*Por Simone Gondim
Inquieto, irreverente, animado e com uma gargalhada inconfundível, Milton Cunha é uma espécie de embaixador da folia. Na época do carnaval, só dá ele: na TV, brilha como repórter especial e comentarista da Rede Globo; na internet, suas frases mais marcantes viram memes; em seu canal no YouTube e em sua página oficial no Facebook, ele publica vídeos dando conselhos sobre a vida; está presente nos bailes mais disputados e ainda tem fôlego para comandar e organizar o Baile Glam, que chegou à sexta edição em 2020; como se não bastasse tudo isso, é embaixador do camarote Vivant!, no setor 4 do Sambódromo carioca. “O samba é a identidade cultural do Rio de Janeiro”, define ele.
Com mestrado, doutorado e pós-doutorado pela Universidade Federal do Rio de Janeiro, o paraense que chegou na Cidade Maravilhosa aos 20 anos é dono de três troféus Estandarte de Ouro por seu trabalho como carnavalesco. Com a autoridade de quem já passou por escolas como Beija-Flor de Nilópolis, Unidos da Tijuca, União da Ilha do Governador, São Clemente e Unidos do Viradouro, Milton Cunha critica o machismo que ainda existe dentro e fora do carnaval. “É uma luta constante fazer o homem entender que ele não é dono do corpo e do universo feminino. Eles não conseguem não ser proprietários. As mulheres gritam por liberdade e eles ainda se acham”, afirma ele.
A cobrança que recai sobre as mulheres para que se enquadrem em certos padrões de beleza ou de comportamento é outro ponto que incomoda o carnavalesco. Ele relembra a polêmica causada por Luma de Oliveira em 1998, ao desfilar como Rainha de Bateria com uma coleira em que estava escrito “Eike”, referência a Eike Batista, com quem a musa era casada na época. “Deus queira que chegue o dia em que cada mulher faça do seu corpo o que quiser. Se a Luma quis colocar o nome do homem dela na coleira, no pescoço, deixa ela botar. Isso faz ela feliz. E quem não quiser que não bote. E todas as que queiram botar suas carnes de fora, ponham. É preciso permitir o exercício da liberdade das mulheres”, defende ele.

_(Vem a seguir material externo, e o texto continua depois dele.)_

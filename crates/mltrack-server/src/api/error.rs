use axum::extract::multipart::{MultipartError, MultipartRejection};
use axum::extract::rejection::{JsonRejection, QueryRejection};
use axum::http::StatusCode;
use axum::response::{IntoResponse, Response};
use axum::Json;
use mltrack::services::ServiceError;
use mltrack::wire::{ErrorBody, ErrorDetail};

/// An error rendered as `{"error": {"code", "message"}}`
#[derive(Debug)]
pub struct ApiError {
    status: StatusCode,
    code: &'static str,
    message: String,
}

impl ApiError {
    pub fn new(status: StatusCode, code: &'static str, message: impl Into<String>) -> Self {
        Self {
            status,
            code,
            message: message.into(),
        }
    }

    pub fn bad_request(message: impl Into<String>) -> Self {
        Self::new(StatusCode::BAD_REQUEST, "invalid_input", message)
    }

    pub fn unprocessable(message: impl Into<String>) -> Self {
        Self::new(StatusCode::UNPROCESSABLE_ENTITY, "invalid_input", message)
    }

    pub fn not_found(message: impl Into<String>) -> Self {
        Self::new(StatusCode::NOT_FOUND, "not_found", message)
    }

    /// Map a service error from the upload route, where bad input is a 400
    pub fn upload(err: ServiceError) -> Self {
        match err {
            ServiceError::InvalidInput(msg) => Self::bad_request(msg),
            other => other.into(),
        }
    }
}

impl From<ServiceError> for ApiError {
    fn from(err: ServiceError) -> Self {
        let status = match &err {
            ServiceError::NotFound(_) => StatusCode::NOT_FOUND,
            ServiceError::InvalidInput(_) => StatusCode::UNPROCESSABLE_ENTITY,
            ServiceError::AlreadyExists(_) => StatusCode::CONFLICT,
            ServiceError::PayloadTooLarge(_) => StatusCode::PAYLOAD_TOO_LARGE,
            ServiceError::Internal(inner) => {
                tracing::error!("Internal error: {:#}", inner);
                StatusCode::INTERNAL_SERVER_ERROR
            },
        };
        Self::new(status, err.code(), err.message())
    }
}

impl From<JsonRejection> for ApiError {
    fn from(rejection: JsonRejection) -> Self {
        Self::unprocessable(rejection.body_text())
    }
}

impl From<QueryRejection> for ApiError {
    fn from(rejection: QueryRejection) -> Self {
        Self::unprocessable(rejection.body_text())
    }
}

impl From<MultipartRejection> for ApiError {
    fn from(rejection: MultipartRejection) -> Self {
        Self::bad_request(rejection.body_text())
    }
}

impl From<MultipartError> for ApiError {
    fn from(err: MultipartError) -> Self {
        Self::bad_request(err.body_text())
    }
}

impl IntoResponse for ApiError {
    fn into_response(self) -> Response {
        let body = ErrorBody {
            error: ErrorDetail {
                code: self.code.to_string(),
                message: self.message,
            },
        };
        (self.status, Json(body)).into_response()
    }
}

#[cfg(test)]
mod tests {
    use super::*;

    #[test]
    fn service_errors_map_to_statuses() {
        let cases = [
            (ServiceError::NotFound("x".into()), StatusCode::NOT_FOUND),
            (
                ServiceError::InvalidInput("x".into()),
                StatusCode::UNPROCESSABLE_ENTITY,
            ),
            (ServiceError::AlreadyExists("x".into()), StatusCode::CONFLICT),
            (
                ServiceError::PayloadTooLarge("x".into()),
                StatusCode::PAYLOAD_TOO_LARGE,
            ),
            (
                ServiceError::Internal(anyhow::anyhow!("x")),
                StatusCode::INTERNAL_SERVER_ERROR,
            ),
        ];

        for (err, status) in cases {
            assert_eq!(ApiError::from(err).status, status);
        }
    }

    #[test]
    fn upload_invalid_input_is_bad_request() {
        let err = ApiError::upload(ServiceError::InvalidInput("Invalid filename".into()));
        assert_eq!(err.status, StatusCode::BAD_REQUEST);
        assert_eq!(err.code, "invalid_input");

        let err = ApiError::upload(ServiceError::AlreadyExists("dup".into()));
        assert_eq!(err.status, StatusCode::CONFLICT);
    }

    #[test]
    fn internal_errors_hide_the_cause() {
        let inner = anyhow::anyhow!("open /srv/artifacts/abc/model.pt: permission denied")
            .context("Failed to create artifact file");
        let err = ApiError::from(ServiceError::Internal(inner));
        assert_eq!(err.message, "Failed to create artifact file");
        assert_eq!(err.code, "internal_error");
    }
}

Milton também apoia a postura combativa de beldades como Evelyn Bastos, Rainha de Bateria da Mangueira. “Para o bem e para o mal, essas mulheres deslumbrantes têm que usar o espaço delas para discursar. As mulheres que têm visibilidade no carnaval precisam detonar, como a Evelyn está detonando. Cada vez mais, elas vão sair nuas ou como quiserem e falando o que querem, graças a Deus”, comemora o carnavalesco.
Sobre o conservadorismo que vem atingindo o Brasil, Milton ressalta que tudo na vida é cíclico. Ele cita a liberação dos costumes nos anos 1960 e 1970, seguida do processo de cerceamento dessa liberdade, que começa com a descoberta do vírus da Aids, ainda na década de 1980. “A sociedade se move em ondas de prós e contras. É muito bom você questionar. O que eu não acho plausível é você legislar sobre o desejo do outro. O caminho do encaretamento é esse, querer mandar no desejo do outro”, explica. E aproveita para mandar um recado bem direto: “Não vejo qualquer problema de existirem os muito religiosos, os muito conservadores, os pudicos. Agora, que não venham para cima de mim e da minha galera. Assim como eles têm o direito de existir, e eu não quero que morram, espero que me deixem sobreviver, ser feliz e seguir”.
Em relação à polêmica envolvendo as escolas de samba e os blocos de carnaval provocada pela redução da verba pública para a folia da cidade, Milton Cunha lamenta. “O carioca se coloca como o fazedor do carnaval. Na hora que o carioca não tiver mais isso, acabou a identidade do povo. Não entendo como o setor público não percebe que estamos defronte da própria identidade cultural da cidade. Claro, dá muito dinheiro, mas dar dinheiro não é o aspecto principal. Dar dignidade, dar identidade, dar orgulho: é isso que o carnaval faz”, diz o carnavalesco.